Once you’ve spotted a project, verify the team and code activity. This is where most people fail - they buy based on hype instead of substance.

Start with LinkedIn:

On CryptoRank, open the project page and click “Team".

Research each founder and core developer.

Look for proven experience at credible companies.

Example:

SUI’s founder, Evan Chang, previously worked at Apple and Facebook - clear indicators of credibility and technical expertise.

Red Flags:

  • Anonymous or unverifiable teams
  • History of failed or scam projects
  • No visible development or community presence

Next, check their GitHub:

  • Find the project’s GitHub repository.
  • Go to Insights → Commits.
  • Check the commit frequency chart.

You want to see consistent commits - at least 10–20 per month. If there’s been no code activity for months, it’s a major red flag.

Analyze Tokenomics

Now, let’s talk about tokenomics - how the token supply is distributed and when it unlocks. Bad tokenomics can kill even the most hyped project.

Use CoinGecko or CryptoRank to check:

  • Token allocation (team, investors, public sale, community)
  • Vesting and unlock schedules
  • Circulating vs total supply

Example:

The project Plasma had 25% of tokens allocated to the team, 25% to investors, and only 10% to a public sale. That means half the supply was controlled by insiders - a recipe for a dump once unlocks begin.

Look for projects where:

  • Team and investor allocations are below 40% combined
  • Public and community allocations dominate the supply
  • Token unlocks are staggered gradually, not all at once

Track Adoption and Real Usage

The next step is checking real adoption - not just hype.

Use Dune Analytics to track metrics like:

  • Daily active users
  • Transaction volume
  • Unique wallet addresses

For DeFi projects, use DeFi Llama to monitor Total Value Locked (TVL) - how much money is actually in the protocol.

A healthy project shows:

  • Steady or rising TVL
  • Consistent user growth
  • Active community discussions

Compare the market cap to TVL - if the market cap is 10x the TVL, the project may be overvalued.

You should also evaluate social media engagement:

  • Look beyond follower counts
  • Focus on likes, comments, and discussions

Example:

SUI’s X (Twitter) account has 1.1M followers with strong engagement. In contrast, Decentraland has over 600K followers but weak post engagement — a sign of declining community energy.

Beware of fake hype:

Projects can buy followers, pay influencers, or use bots to create artificial buzz. A real community asks hard questions and debates ideas, not just spams “WAGMI.”

Entry Strategy and Risk Management

After finding a promising project, your entry and exit plan matter more than anything.
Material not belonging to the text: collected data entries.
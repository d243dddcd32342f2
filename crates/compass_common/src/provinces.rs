//! Static town-to-province lookup.
//!
//! A town or suburb is identifying; its province is not. The sanitiser
//! generalises location with this table and drops the town entirely when
//! it is not listed.

use serde::{Deserialize, Serialize};
use std::fmt;

/// South African provinces.
#[derive(Debug, Clone, Copy, PartialEq, Eq, Serialize, Deserialize)]
#[serde(rename_all = "snake_case")]
pub enum Province {
    EasternCape,
    FreeState,
    Gauteng,
    KwaZuluNatal,
    Limpopo,
    Mpumalanga,
    NorthernCape,
    NorthWest,
    WesternCape,
}

impl Province {
    pub fn name(&self) -> &'static str {
        match self {
            Province::EasternCape => "Eastern Cape",
            Province::FreeState => "Free State",
            Province::Gauteng => "Gauteng",
            Province::KwaZuluNatal => "KwaZulu-Natal",
            Province::Limpopo => "Limpopo",
            Province::Mpumalanga => "Mpumalanga",
            Province::NorthernCape => "Northern Cape",
            Province::NorthWest => "North West",
            Province::WesternCape => "Western Cape",
        }
    }

    pub fn all() -> &'static [Province] {
        &[
            Province::EasternCape,
            Province::FreeState,
            Province::Gauteng,
            Province::KwaZuluNatal,
            Province::Limpopo,
            Province::Mpumalanga,
            Province::NorthernCape,
            Province::NorthWest,
            Province::WesternCape,
        ]
    }
}

impl fmt::Display for Province {
    fn fmt(&self, f: &mut fmt::Formatter<'_>) -> fmt::Result {
        f.write_str(self.name())
    }
}

/// Towns and suburbs with their containing province.
static TOWN_PROVINCES: &[(&str, Province)] = &[
    // Gauteng
    ("johannesburg", Province::Gauteng),
    ("pretoria", Province::Gauteng),
    ("soweto", Province::Gauteng),
    ("sandton", Province::Gauteng),
    ("tembisa", Province::Gauteng),
    ("benoni", Province::Gauteng),
    ("boksburg", Province::Gauteng),
    ("vereeniging", Province::Gauteng),
    ("krugersdorp", Province::Gauteng),
    ("centurion", Province::Gauteng),
    // Western Cape
    ("cape town", Province::WesternCape),
    ("stellenbosch", Province::WesternCape),
    ("khayelitsha", Province::WesternCape),
    ("mitchells plain", Province::WesternCape),
    ("paarl", Province::WesternCape),
    ("george", Province::WesternCape),
    ("worcester", Province::WesternCape),
    // KwaZulu-Natal
    ("durban", Province::KwaZuluNatal),
    ("pietermaritzburg", Province::KwaZuluNatal),
    ("umlazi", Province::KwaZuluNatal),
    ("newcastle", Province::KwaZuluNatal),
    ("richards bay", Province::KwaZuluNatal),
    ("ladysmith", Province::KwaZuluNatal),
    // Eastern Cape
    ("gqeberha", Province::EasternCape),
    ("port elizabeth", Province::EasternCape),
    ("east london", Province::EasternCape),
    ("mthatha", Province::EasternCape),
    ("makhanda", Province::EasternCape),
    ("queenstown", Province::EasternCape),
    // Free State
    ("bloemfontein", Province::FreeState),
    ("welkom", Province::FreeState),
    ("bethlehem", Province::FreeState),
    ("kroonstad", Province::FreeState),
    // Limpopo
    ("polokwane", Province::Limpopo),
    ("thohoyandou", Province::Limpopo),
    ("tzaneen", Province::Limpopo),
    ("mokopane", Province::Limpopo),
    // Mpumalanga
    ("mbombela", Province::Mpumalanga),
    ("nelspruit", Province::Mpumalanga),
    ("witbank", Province::Mpumalanga),
    ("emalahleni", Province::Mpumalanga),
    ("secunda", Province::Mpumalanga),
    // Northern Cape
    ("kimberley", Province::NorthernCape),
    ("upington", Province::NorthernCape),
    ("springbok", Province::NorthernCape),
    // North West
    ("rustenburg", Province::NorthWest),
    ("mahikeng", Province::NorthWest),
    ("potchefstroom", Province::NorthWest),
    ("klerksdorp", Province::NorthWest),
];

/// Look up the province containing a town or suburb. Case-insensitive;
/// `None` when the town is not in the table.
pub fn province_for_town(town: &str) -> Option<Province> {
    let needle = town.trim().to_lowercase();
    TOWN_PROVINCES
        .iter()
        .find(|(name, _)| *name == needle)
        .map(|(_, province)| *province)
}
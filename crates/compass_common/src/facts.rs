//! Structured domain facts consumed by fact-checking.
//!
//! The real store is populated by an external ingestion pipeline; this
//! core only reads snapshots. Verification is deterministic given the
//! same draft and the same snapshot.

use async_trait::async_trait;
use chrono::NaiveDate;
use serde::{Deserialize, Serialize};
use thiserror::Error;

#[derive(Error, Debug)]
pub enum FactStoreError {
    #[error("Fact store unavailable: {0}")]
    Unavailable(String),
}

/// One verifiable domain fact.
#[derive(Debug, Clone, Serialize, Deserialize)]
#[serde(rename_all = "snake_case", tag = "kind")]
pub enum Fact {
    /// Minimum admission points score (APS) for a programme.
    AdmissionThreshold {
        institution: String,
        programme: String,
        aps: u32,
    },
    /// Application deadline for a bursary.
    BursaryDeadline { bursary: String, deadline: NaiveDate },
    /// Median annual salary for an occupation, in rand.
    SalaryFigure { occupation: String, annual_rand: u64 },
}

/// Read-only view of the store at one point in time.
#[derive(Debug, Clone, Default, Serialize, Deserialize)]
pub struct FactSnapshot {
    pub facts: Vec<Fact>,
}

impl FactSnapshot {
    pub fn len(&self) -> usize {
        self.facts.len()
    }

    pub fn is_empty(&self) -> bool {
        self.facts.is_empty()
    }
}

/// Read-only fact lookup, queried by the FactCheck stage.
#[async_trait]
pub trait FactStore: Send + Sync {
    async fn snapshot(&self) -> Result<FactSnapshot, FactStoreError>;
}

/// In-memory store for tests and local runs.
#[derive(Debug, Clone, Default)]
pub struct StaticFactStore {
    snapshot: FactSnapshot,
}

impl StaticFactStore {
    pub fn new(facts: Vec<Fact>) -> Self {
        Self {
            snapshot: FactSnapshot { facts },
        }
    }

    /// A small seeded snapshot so a locally-run daemon verifies against
    /// something real-shaped.
    pub fn with_defaults() -> Self {
        Self::new(vec![
            Fact::AdmissionThreshold {
                institution: "University of the Witwatersrand".to_string(),
                programme: "Engineering".to_string(),
                aps: 42,
            },
            Fact::AdmissionThreshold {
                institution: "University of Cape Town".to_string(),
                programme: "Computer Science".to_string(),
                aps: 40,
            },
            Fact::AdmissionThreshold {
                institution: "University of Pretoria".to_string(),
                programme: "Accounting Sciences".to_string(),
                aps: 34,
            },
            Fact::BursaryDeadline {
                bursary: "Funza Lushaka".to_string(),
                deadline: NaiveDate::from_ymd_opt(2026, 1, 16).unwrap(),
            },
            Fact::BursaryDeadline {
                bursary: "NSFAS".to_string(),
                deadline: NaiveDate::from_ymd_opt(2026, 1, 31).unwrap(),
            },
            Fact::SalaryFigure {
                occupation: "software developer".to_string(),
                annual_rand: 540_000,
            },
            Fact::SalaryFigure {
                occupation: "chartered accountant".to_string(),
                annual_rand: 650_000,
            },
        ])
    }
}

#[async_trait]
impl FactStore for StaticFactStore {
    async fn snapshot(&self) -> Result<FactSnapshot, FactStoreError> {
        Ok(self.snapshot.clone())
    }
}
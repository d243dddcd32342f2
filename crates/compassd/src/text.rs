//! Small text helpers shared by the sanitiser and the verification
//! stages. All deterministic; no locale handling beyond English month
//! names, which is what the drafts use.

use chrono::{Datelike, NaiveDate};
use regex::Regex;
use std::sync::LazyLock;

/// Split text into sentences, keeping terminators attached.
pub fn split_sentences(text: &str) -> Vec<String> {
    let mut sentences = Vec::new();
    let mut current = String::new();

    for ch in text.chars() {
        current.push(ch);
        if matches!(ch, '.' | '!' | '?') {
            let trimmed = current.trim();
            if !trimmed.is_empty() {
                sentences.push(trimmed.to_string());
            }
            current.clear();
        }
    }

    let trimmed = current.trim();
    if !trimmed.is_empty() {
        sentences.push(trimmed.to_string());
    }

    sentences
}

static RAND_AMOUNT: LazyLock<Regex> =
    LazyLock::new(|| Regex::new(r"R\s?([0-9][0-9\s,.]*[0-9]|[0-9])").unwrap());

/// Extract rand amounts ("R540 000", "R540,000", "R540000") as integers.
pub fn rand_amounts(text: &str) -> Vec<u64> {
    RAND_AMOUNT
        .captures_iter(text)
        .filter_map(|caps| {
            let digits: String = caps[1].chars().filter(|c| c.is_ascii_digit()).collect();
            digits.parse().ok()
        })
        .collect()
}

static DAY_MONTH: LazyLock<Regex> = LazyLock::new(|| {
    Regex::new(
        r"(?i)\b(\d{1,2})\s+(january|february|march|april|may|june|july|august|september|october|november|december)(?:\s+(\d{4}))?",
    )
    .unwrap()
});

/// A calendar date extracted from prose; the year is optional.
#[derive(Debug, Clone, Copy, PartialEq, Eq)]
pub struct MentionedDate {
    pub day: u32,
    pub month: u32,
    pub year: Option<i32>,
}

impl MentionedDate {
    /// Whether this mention contradicts a known date. A missing year
    /// matches any year; day and month must agree.
    pub fn contradicts(&self, known: NaiveDate) -> bool {
        if self.day != known.day() || self.month != known.month() {
            return true;
        }
        matches!(self.year, Some(year) if year != known.year())
    }
}

fn month_number(name: &str) -> u32 {
    match name.to_lowercase().as_str() {
        "january" => 1,
        "february" => 2,
        "march" => 3,
        "april" => 4,
        "may" => 5,
        "june" => 6,
        "july" => 7,
        "august" => 8,
        "september" => 9,
        "october" => 10,
        "november" => 11,
        _ => 12,
    }
}

/// Extract "30 September" / "16 January 2026" style dates.
pub fn mentioned_dates(text: &str) -> Vec<MentionedDate> {
    DAY_MONTH
        .captures_iter(text)
        .filter_map(|caps| {
            let day: u32 = caps[1].parse().ok()?;
            if !(1..=31).contains(&day) {
                return None;
            }
            Some(MentionedDate {
                day,
                month: month_number(&caps[2]),
                year: caps.get(3).and_then(|m| m.as_str().parse().ok()),
            })
        })
        .collect()
}
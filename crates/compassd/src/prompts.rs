//! Prompt assembly for guidance generation.
//!
//! Prompts are built from the typed request only; raw profile fields
//! never reach this module.

use compass_common::{ChatMessage, GuidanceRequest};

/// System prompt shared by every provider driver.
pub const GUIDANCE_SYSTEM_PROMPT: &str = r#"You are a careers counsellor for South African high-school students.
Write a short, encouraging guidance narrative for the student described below.

=== RULES (MANDATORY) ===
1. Ground every recommendation in the marks and interests provided.
2. When citing admission scores, bursary deadlines or salaries, state them plainly so they can be checked.
3. Never ask for, guess, or repeat a student's name, school, or home town.
4. Prefer concrete next steps over generalities.
5. Keep the answer under six paragraphs."#;

/// Build the message list for one generation attempt. The correction
/// block is present only on the single revision attempt.
pub fn build_messages(request: &GuidanceRequest) -> Vec<ChatMessage> {
    let mut user = format!(
        "Student profile:\n{}\n\nQuestion: {}",
        request.profile.summary(),
        request.query
    );

    if let Some(correction) = &request.correction {
        user.push_str("\n\nA previous draft had problems. Correct all of the following and answer again:\n");
        user.push_str(correction);
    }

    vec![
        ChatMessage::system(GUIDANCE_SYSTEM_PROMPT),
        ChatMessage::user(user),
    ]
}
//! PII sanitisation.
//!
//! Two directions: profiles are generalised before external use, and
//! generated text is scrubbed for any echo of the original identifiers.
//! Applied on every request; there is no debug bypass.

use compass_common::{province_for_town, RawProfile, SanitisedProfile};
use regex::{escape, RegexBuilder};
use tracing::warn;

use crate::text::split_sentences;

/// Identifiers shorter than this are too ambiguous to scan for inside
/// larger words (e.g. the surname "Le").
const MIN_PARTIAL_SCAN_LEN: usize = 4;

/// Drop identifying fields and generalise location to province level.
/// Marks, subjects and interests are not identifying in isolation for
/// this domain and pass through verbatim.
pub fn sanitise_profile(raw: &RawProfile) -> SanitisedProfile {
    let province = raw.town.as_deref().and_then(|town| {
        let found = province_for_town(town);
        if found.is_none() {
            warn!("[PII]  Town not in province table, dropping location entirely");
        }
        found
    });

    SanitisedProfile {
        province,
        marks: raw.marks.clone(),
        interests: raw.interests.clone(),
    }
}

/// Result of the output scrub.
#[derive(Debug, Clone, PartialEq, Eq)]
pub enum ScrubOutcome {
    /// No identifier found; text returned unchanged.
    Clean(String),
    /// One or more sentences removed; the remainder is certified clean.
    Scrubbed(String),
    /// A clean result cannot be certified. The caller must not return
    /// the text and must downgrade the decision to escalate.
    Ambiguous { reason: String },
}

impl ScrubOutcome {
    pub fn is_ambiguous(&self) -> bool {
        matches!(self, ScrubOutcome::Ambiguous { .. })
    }
}

/// Case-insensitive search for literal occurrences of the original name,
/// surname or school name inside generated text. A whole-word hit removes
/// the offending sentence rather than partially redacting it; an
/// identifier embedded inside a larger word cannot be safely elided and
/// makes the result ambiguous.
pub fn scrub_output(text: &str, raw: &RawProfile) -> ScrubOutcome {
    let identifiers = raw.identifiers();
    if identifiers.is_empty() {
        return ScrubOutcome::Clean(text.to_string());
    }

    let mut sentences = split_sentences(text);
    let mut removed_any = false;

    for identifier in &identifiers {
        let word_re = match RegexBuilder::new(&format!(r"\b{}\b", escape(identifier)))
            .case_insensitive(true)
            .build()
        {
            Ok(re) => re,
            Err(_) => {
                return ScrubOutcome::Ambiguous {
                    reason: "identifier not scannable".to_string(),
                }
            }
        };

        let before = sentences.len();
        sentences.retain(|sentence| !word_re.is_match(sentence));
        if sentences.len() < before {
            removed_any = true;
            warn!("[PII]  Removed {} sentence(s) echoing an identifier", before - sentences.len());
        }
    }

    let cleaned = sentences.join(" ");

    // Partial-match pass: an identifier hiding inside a larger word
    // survives the word-boundary removal above and cannot be certified.
    let lowered = cleaned.to_lowercase();
    for identifier in &identifiers {
        if identifier.len() < MIN_PARTIAL_SCAN_LEN {
            continue;
        }
        if lowered.contains(&identifier.to_lowercase()) {
            return ScrubOutcome::Ambiguous {
                reason: "identifier fragment embedded in generated text".to_string(),
            };
        }
    }

    if removed_any {
        ScrubOutcome::Scrubbed(cleaned)
    } else {
        // Nothing removed: hand back the original, not the re-joined form
        ScrubOutcome::Clean(text.to_string())
    }
}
Here’s a simple framework:

  • Max allocation per altcoin: 5% of your total portfolio. Example: $10,000 portfolio → max $500 per altcoin.
  • Staggered buys: Buy 30% now, Buy 30% if it dips 10%, Buy 40% if it dips another 10%. This way, you average in safely instead of chasing pumps.
  • Profit-taking strategy: At 2x, withdraw your initial investment. At 5x, sell 50% of remaining. At 10x, sell another 25%, let the rest ride.

Document every trade. Write your investment thesis: “Bought because of strong VC backing, active development, and rising TVL.” One or two successful picks can outperform dozens of losses, as long as you manage risk like a professional.

Do the Work Others Won’t

Finding the next 100x altcoin isn’t luck — it’s discipline.

Track smart money with CryptoRank. Verify teams on LinkedIn and GitHub. Check tokenomics, adoption metrics, and TVL. And above all, manage your risk.

Most people chase trends on X. You’ll be ahead of 95% of them simply by doing the research they skip.

The next big altcoin isn’t hidden - it’s just waiting for the few willing to dig deep enough to find it.